* _Assignment_: Examine each line of the listing below. Copy those in which the string "WriterBuilder" appears.

* _Input_:
┄┄┄┄┄┄┄┄┄┄┄┄┄┄┄┄┄┄┄┄
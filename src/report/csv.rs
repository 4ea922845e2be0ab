use csv::{QuoteStyle, Terminator, WriterBuilder};

use crate::currency::plain_amount;
use crate::domain::{Debt, Transaction};
use crate::errors::{FinTrackError, Result};

pub const CSV_HEADER: [&str; 6] = [
    "TYPE",
    "DATE",
    "DESCRIPTION",
    "AMOUNT",
    "CATEGORY/PERSON",
    "STATUS/TYPE",
];

const COMPLETED: &str = "COMPLETED";
const DEBT_TYPE: &str = "DEBT";
const NO_DUE_DATE: &str = "N/A";
const DEFAULT_DEBT_DESCRIPTION: &str = "Debt";

fn transaction_row(txn: &Transaction) -> [String; 6] {
    [
        txn.kind.as_str().to_string(),
        txn.date.format("%Y-%m-%d").to_string(),
        txn.description.clone(),
        plain_amount(txn.amount),
        txn.category.clone(),
        COMPLETED.to_string(),
    ]
}

fn debt_row(debt: &Debt) -> [String; 6] {
    [
        DEBT_TYPE.to_string(),
        debt.due_date
            .map(|date| date.format("%Y-%m-%d").to_string())
            .unwrap_or_else(|| NO_DUE_DATE.to_string()),
        debt.description
            .clone()
            .unwrap_or_else(|| DEFAULT_DEBT_DESCRIPTION.to_string()),
        plain_amount(debt.amount),
        debt.person.clone(),
        format!("{} - {}", debt.direction, debt.status),
    ]
}

/// Header plus one row per transaction, then one row per debt, each in
/// collection order. Fields are quoted only when they contain a delimiter,
/// quote or line break.
pub fn to_csv(transactions: &[Transaction], debts: &[Debt]) -> Result<String> {
    let mut writer = WriterBuilder::new()
        .quote_style(QuoteStyle::Necessary)
        .terminator(Terminator::Any(b'\n'))
        .from_writer(Vec::new());

    writer.write_record(CSV_HEADER)?;
    for txn in transactions {
        writer.write_record(&transaction_row(txn))?;
    }
    for debt in debts {
        writer.write_record(&debt_row(debt))?;
    }

    let bytes = writer
        .into_inner()
        .map_err(|err| FinTrackError::Io(err.into_error()))?;
    Ok(String::from_utf8(bytes)?)
}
┄┄┄┄┄┄┄┄┄┄┄┄┄┄┄┄┄┄┄┄
* _Output of the task_:
use csv::{QuoteStyle, Terminator, WriterBuilder};
    let mut writer = WriterBuilder::new()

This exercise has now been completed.